▶ **Supplied information**:
//! Resumable, automaton-driven traversal.
//!
//! [`TrieIterator`] keeps an explicit stack of frames, one per node on the
//! current path, and a buffer holding the path's code points. Each call to
//! `next` resumes exactly where the previous one stopped. Every frame moves
//! through three states:
//!
//! - `Fragment`: offer the node's fragment to the filter, one code point per step.
//! - `Match`: the fragment was fully accepted on a live terminal; yield it.
//! - `Children`: push the next child whose `max_child_score` clears the
//!   threshold, or pop once all children were tried.

use std::iter::FusedIterator;

use crate::filter::{AcceptAll, PrefixFilter, Step, StepFilter};
use crate::node::TrieNode;
use crate::runes::MAX_TERM_LEN;
use crate::trie::Trie;

#[derive(Debug, Clone, Copy, PartialEq, Eq)]
enum FrameState {
    Fragment,
    Match,
    Children,
}

#[derive(Debug)]
struct Frame<'a> {
    node: &'a TrieNode,
    state: FrameState,
    /// Fragment code points fed to the filter and pushed onto the path.
    consumed: usize,
    next_child: usize,
    /// Children pruned by score below this frame.
    skipped: usize,
}

/// Passed to the pop callback whenever a frame leaves the stack.
#[derive(Debug, Clone, Copy, PartialEq, Eq)]
pub struct PopInfo {
    /// Code points the popped frame had added to the path.
    pub consumed: usize,
    /// Children of the popped frame pruned by score without being visited.
    pub skipped: usize,
}

/// Work counters of one traversal.
#[derive(Debug, Clone, Copy, Default, PartialEq, Eq)]
pub struct IterStats {
    /// Nodes pushed onto the stack.
    pub nodes_consumed: usize,
    /// Nodes pruned by score.
    pub nodes_skipped: usize,
}

/// One match produced by [`TrieIterator`].
#[derive(Debug, Clone, PartialEq)]
pub struct TrieEntry<'a> {
    pub term: String,
    pub payload: Option<&'a [u8]>,
    pub score: f32,
}

enum Advance {
    Done,
    Continue,
    Matched,
}

/// A cursor enumerating the live terms accepted by a [`StepFilter`].
///
/// The iterator borrows the trie and never outlives it. It cannot be
/// rewound; build a new one to enumerate again.
pub struct TrieIterator<'a, F> {
    /// Pushed lazily so the threshold can be set before the first step.
    pending_root: Option<&'a TrieNode>,
    stack: Vec<Frame<'a>>,
    buf: Vec<char>,
    filter: F,
    on_pop: Option<Box<dyn FnMut(PopInfo) + 'a>>,
    min_score: f32,
    stats: IterStats,
}

impl<'a, F: StepFilter> TrieIterator<'a, F> {
    pub(crate) fn new(root: &'a TrieNode, filter: F) -> Self {
        Self {
            pending_root: Some(root),
            stack: Vec::with_capacity(MAX_TERM_LEN + 1),
            buf: Vec::with_capacity(MAX_TERM_LEN),
            filter,
            on_pop: None,
            min_score: 0.0,
            stats: IterStats::default(),
        }
    }

    /// Skip every subtree whose best live score is below `min_score`, and
    /// every match scoring below it.
    pub fn min_score(mut self, min_score: f32) -> Self {
        self.min_score = min_score;
        self
    }

    /// Call `f` each time a frame is popped.
    pub fn on_pop(mut self, f: impl FnMut(PopInfo) + 'a) -> Self {
        self.on_pop = Some(Box::new(f));
        self
    }

    /// Change the threshold between calls to `next`. Frames already on the
    /// stack are kept; pruning applies from the next child transition.
    #[inline]
    pub fn set_min_score(&mut self, min_score: f32) {
        self.min_score = min_score;
    }

    #[inline]
    pub fn threshold(&self) -> f32 {
        self.min_score
    }

    #[inline]
    pub fn stats(&self) -> IterStats {
        self.stats
    }

    /// The filter, in the state it had when the last match was produced.
    #[inline]
    pub fn filter(&self) -> &F {
        &self.filter
    }

    #[inline]
    fn admits(node: &TrieNode, min_score: f32) -> bool {
        let best = node.max_child_score();
        best > 0.0 && best >= min_score
    }

    fn push(&mut self, node: &'a TrieNode) {
        self.stack.push(Frame {
            node,
            state: FrameState::Fragment,
            consumed: 0,
            next_child: 0,
            skipped: 0,
        });
        self.stats.nodes_consumed += 1;
    }

    fn pop(&mut self) {
        let Some(frame) = self.stack.pop() else {
            return;
        };
        self.buf.truncate(self.buf.len() - frame.consumed);
        self.filter.pop(frame.consumed);
        if let Some(on_pop) = self.on_pop.as_mut() {
            on_pop(PopInfo {
                consumed: frame.consumed,
                skipped: frame.skipped,
            });
        }
    }

    /// One state transition of the top frame.
    fn advance(&mut self) -> Advance {
        if let Some(root) = self.pending_root.take() {
            if Self::admits(root, self.min_score) {
                self.push(root);
            } else {
                self.stats.nodes_skipped += 1;
            }
        }

        let min_score = self.min_score;
        let Some(top) = self.stack.last_mut() else {
            return Advance::Done;
        };
        let node = top.node;

        match top.state {
            FrameState::Match => {
                top.state = FrameState::Children;
                Advance::Continue
            }
            FrameState::Fragment => {
                let frag = node.fragment();
                if top.consumed == frag.len() {
                    top.state = FrameState::Children;
                    return Advance::Continue;
                }
                let c = frag[top.consumed];
                match self.filter.step(c) {
                    Step::Stop => {
                        self.pop();
                        Advance::Continue
                    }
                    Step::Continue { matched } => {
                        self.buf.push(c);
                        top.consumed += 1;
                        if top.consumed < frag.len() {
                            return Advance::Continue;
                        }
                        if matched && node.is_live() && node.score() >= min_score {
                            top.state = FrameState::Match;
                            Advance::Matched
                        } else {
                            top.state = FrameState::Children;
                            Advance::Continue
                        }
                    }
                }
            }
            FrameState::Children => {
                match node.children().get(top.next_child) {
                    Some(child) => {
                        top.next_child += 1;
                        if Self::admits(child, min_score) {
                            self.push(child);
                        } else {
                            top.skipped += 1;
                            self.stats.nodes_skipped += 1;
                        }
                    }
                    None => self.pop(),
                }
                Advance::Continue
            }
        }
    }
}

impl<'a, F: StepFilter> Iterator for TrieIterator<'a, F> {
    type Item = TrieEntry<'a>;

    fn next(&mut self) -> Option<Self::Item> {
        loop {
            match self.advance() {
                Advance::Done => return None,
                Advance::Continue => {}
                Advance::Matched => {
                    let node = self.stack.last()?.node;
                    return Some(TrieEntry {
                        term: self.buf.iter().collect(),
                        payload: node.payload(),
                        score: node.score(),
                    });
                }
            }
        }
    }
}

impl<F: StepFilter> FusedIterator for TrieIterator<'_, F> {}

impl Trie {
    /// Enumerate every live term in code-point order.
    pub fn iter(&self) -> TrieIterator<'_, AcceptAll> {
        TrieIterator::new(self.root(), AcceptAll)
    }

    /// Enumerate the live terms starting with `prefix`.
    pub fn iter_prefix(&self, prefix: &str) -> TrieIterator<'_, PrefixFilter> {
        TrieIterator::new(self.root(), PrefixFilter::new(prefix))
    }

    /// Enumerate the live terms accepted by `filter`.
    pub fn iter_with<F: StepFilter>(&self, filter: F) -> TrieIterator<'_, F> {
        TrieIterator::new(self.root(), filter)
    }
}

#[cfg(test)]
mod tests {
    use std::cell::Cell;
    use std::collections::BTreeSet;

    use super::*;
    use crate::trie::AddMode;

    /// Wraps a filter and counts how it is driven.
    struct Counting<F> {
        inner: F,
        steps: usize,
        continued: usize,
        popped: usize,
    }

    impl<F> Counting<F> {
        fn new(inner: F) -> Self {
            Self {
                inner,
                steps: 0,
                continued: 0,
                popped: 0,
            }
        }
    }

    impl<F: StepFilter> StepFilter for Counting<F> {
        fn step(&mut self, c: char) -> Step {
            self.steps += 1;
            let step = self.inner.step(c);
            if matches!(step, Step::Continue { .. }) {
                self.continued += 1;
            }
            step
        }

        fn pop(&mut self, consumed: usize) {
            self.popped += consumed;
            self.inner.pop(consumed);
        }
    }

    fn build(entries: &[(&str, f32)]) -> Trie {
        let mut t = Trie::new();
        for &(term, score) in entries {
            t.add(term, score, None, AddMode::Replace).unwrap();
        }
        t
    }

    fn terms<F: StepFilter>(it: TrieIterator<'_, F>) -> Vec<String> {
        it.map(|e| e.term).collect()
    }

    #[test]
    fn test_iter_all_in_order() {
        let t = build(&[("b", 2.0), ("a", 1.0), ("c", 3.0), ("ab", 4.0), ("abc", 5.0)]);
        assert_eq!(terms(t.iter()), vec!["a", "ab", "abc", "b", "c"]);

        let scores: Vec<f32> = t.iter().map(|e| e.score).collect();
        assert_eq!(scores, vec![1.0, 4.0, 5.0, 2.0, 3.0]);
    }

    #[test]
    fn test_iter_empty_trie() {
        let t = Trie::new();
        let mut it = t.iter();
        assert_eq!(it.next(), None);
        assert_eq!(it.next(), None);
    }

    #[test]
    fn test_prefix_scenario_after_delete() {
        let mut t = build(&[("hello", 1.0), ("help", 2.0), ("world", 1.5)]);
        assert_eq!(terms(t.iter_prefix("he")), vec!["hello", "help"]);

        t.delete("help");
        let found: Vec<TrieEntry<'_>> = t.iter_prefix("he").collect();
        assert_eq!(found.len(), 1);
        assert_eq!(found[0].term, "hello");
        assert_eq!(found[0].score, 1.0);
    }

    #[test]
    fn test_prefix_inside_fragment_and_exact() {
        let t = build(&[("testing", 1.0), ("tested", 2.0), ("test", 3.0), ("toast", 4.0)]);
        assert_eq!(terms(t.iter_prefix("tes")), vec!["test", "tested", "testing"]);
        assert_eq!(terms(t.iter_prefix("test")), vec!["test", "tested", "testing"]);
        assert_eq!(terms(t.iter_prefix("testi")), vec!["testing"]);
        assert!(terms(t.iter_prefix("tex")).is_empty());
        assert_eq!(terms(t.iter_prefix("")).len(), 4);
    }

    #[test]
    fn test_payloads_are_yielded() {
        let mut t = Trie::new();
        t.add("k1", 1.0, Some(b"v1"), AddMode::Replace).unwrap();
        t.add("k2", 1.0, None, AddMode::Replace).unwrap();
        let got: Vec<_> = t.iter().map(|e| (e.term, e.payload)).collect();
        assert_eq!(
            got,
            vec![("k1".to_string(), Some(&b"v1"[..])), ("k2".to_string(), None)]
        );
    }

    #[test]
    fn test_threshold_above_max_prunes_at_root() {
        let t = build(&[("alpha", 1.0), ("beta", 2.0), ("gamma", 3.0)]);
        let mut filter = Counting::new(AcceptAll);
        let mut it = t.iter_with(&mut filter).min_score(10.0);
        assert_eq!(it.next(), None);
        assert_eq!(it.stats().nodes_consumed, 0);
        assert_eq!(it.stats().nodes_skipped, 1);
        drop(it);
        assert_eq!(filter.steps, 0);
    }

    #[test]
    fn test_threshold_prunes_low_subtrees() {
        let t = build(&[("apple", 1.0), ("apricot", 5.0), ("banana", 2.0), ("blueberry", 6.0)]);
        let mut filter = Counting::new(AcceptAll);
        let it = t.iter_with(&mut filter).min_score(3.0);
        assert_eq!(terms(it), vec!["apricot", "blueberry"]);
        // "ple" and "anana" were never offered to the filter.
        assert_eq!(filter.steps, "apricot".len() + "blueberry".len());
    }

    #[test]
    fn test_raise_threshold_mid_iteration() {
        let t = build(&[("a", 1.0), ("b", 5.0), ("c", 2.0), ("d", 7.0)]);
        let mut it = t.iter();
        assert_eq!(it.next().map(|e| e.term), Some("a".to_string()));
        it.set_min_score(5.0);
        assert_eq!(it.threshold(), 5.0);
        let rest: Vec<String> = it.map(|e| e.term).collect();
        assert_eq!(rest, vec!["b", "d"]);
    }

    #[test]
    fn test_deleted_subtrees_are_skipped() {
        let mut t = build(&[("abc", 1.0), ("abd", 2.0), ("x", 3.0)]);
        t.delete("abc");
        t.delete("abd");
        let mut filter = Counting::new(AcceptAll);
        assert_eq!(terms(t.iter_with(&mut filter)), vec!["x"]);
        assert_eq!(filter.steps, 1);
    }

    #[test]
    fn test_pop_callback_balances_path() {
        let t = build(&[("hello", 1.0), ("help", 2.0), ("helium", 3.0), ("world", 1.5)]);
        let popped = Cell::new(0usize);
        let pops = Cell::new(0usize);
        let mut filter = Counting::new(PrefixFilter::new("hel"));
        {
            let it = t.iter_with(&mut filter).on_pop(|info| {
                popped.set(popped.get() + info.consumed);
                pops.set(pops.get() + 1);
            });
            assert_eq!(terms(it), vec!["helium", "hello", "help"]);
        }
        // Everything pushed onto the path was popped again.
        assert_eq!(popped.get(), filter.continued);
        assert_eq!(filter.popped, filter.continued);
        assert!(pops.get() > 0);
    }

    #[test]
    fn test_pop_callback_reports_skipped_children() {
        let t = build(&[("a", 1.0), ("b", 9.0), ("c", 1.0)]);
        let skipped = Cell::new(0usize);
        let it = t
            .iter()
            .min_score(5.0)
            .on_pop(|info| skipped.set(skipped.get() + info.skipped));
        assert_eq!(terms(it), vec!["b"]);
        assert_eq!(skipped.get(), 2);
    }

    #[test]
    fn test_prefix_completeness_random() {
        use rand::rngs::StdRng;
        use rand::{Rng, SeedableRng};

        let mut rng = StdRng::seed_from_u64(7);
        let alphabet = ['a', 'b', 'c', 'é'];
        let mut t = Trie::new();
        let mut live = BTreeSet::new();

        for _ in 0..3000 {
            let len = rng.gen_range(1..7);
            let term: String = (0..len)
                .map(|_| alphabet[rng.gen_range(0..alphabet.len())])
                .collect();
            if rng.gen_bool(0.25) {
                assert_eq!(t.delete(&term), live.remove(&term));
            } else {
                t.add(&term, rng.gen_range(1..100) as f32, None, AddMode::Replace)
                    .unwrap();
                live.insert(term);
            }
        }

        for prefix in ["", "a", "ab", "abc", "é", "bé", "cca"] {
            let got = terms(t.iter_prefix(prefix));
            let expected: Vec<String> = live
                .iter()
                .filter(|term| term.starts_with(prefix))
                .cloned()
                .collect();
            assert_eq!(got, expected, "prefix {:?}", prefix);
        }
    }
}
use thiserror::Error;

/// Errors returned by mutating trie operations.
#[derive(Debug, Clone, PartialEq, Error)]
pub enum TrieError {
    /// Scores must be finite and strictly positive; `0` is reserved for "absent".
    #[error("invalid score {0}: scores must be finite and greater than zero")]
    InvalidScore(f32),

    #[error("empty terms cannot be stored")]
    EmptyTerm,

    #[error("term has {len} code points, the maximum is {max}")]
    TermTooLong { len: usize, max: usize },

    /// Reserving node storage failed. Nothing was mutated.
    #[error("allocation failed while growing the trie")]
    Alloc,
}

impl From<std::collections::TryReserveError> for TrieError {
    fn from(_: std::collections::TryReserveError) -> Self {
        TrieError::Alloc
    }
}

impl From<smallvec::CollectionAllocErr> for TrieError {
    fn from(_: smallvec::CollectionAllocErr) -> Self {
        TrieError::Alloc
    }
}

/// Result type for trie operations.
pub type Result<T> = std::result::Result<T, TrieError>;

▶ **What you have to do**: Taking the entries above, restate exactly those lines that fall between the line with "let len = rng.gen_range(1..7);" and the line with "let expected: Vec<String> = live", keeping both of those lines too.

▶ **Task answer**:
            let len = rng.gen_range(1..7);
            let term: String = (0..len)
                .map(|_| alphabet[rng.gen_range(0..alphabet.len())])
                .collect();
            if rng.gen_bool(0.25) {
                assert_eq!(t.delete(&term), live.remove(&term));
            } else {
                t.add(&term, rng.gen_range(1..100) as f32, None, AddMode::Replace)
                    .unwrap();
                live.insert(term);
            }
        }

        for prefix in ["", "a", "ab", "abc", "é", "bé", "cca"] {
            let got = terms(t.iter_prefix(prefix));
            let expected: Vec<String> = live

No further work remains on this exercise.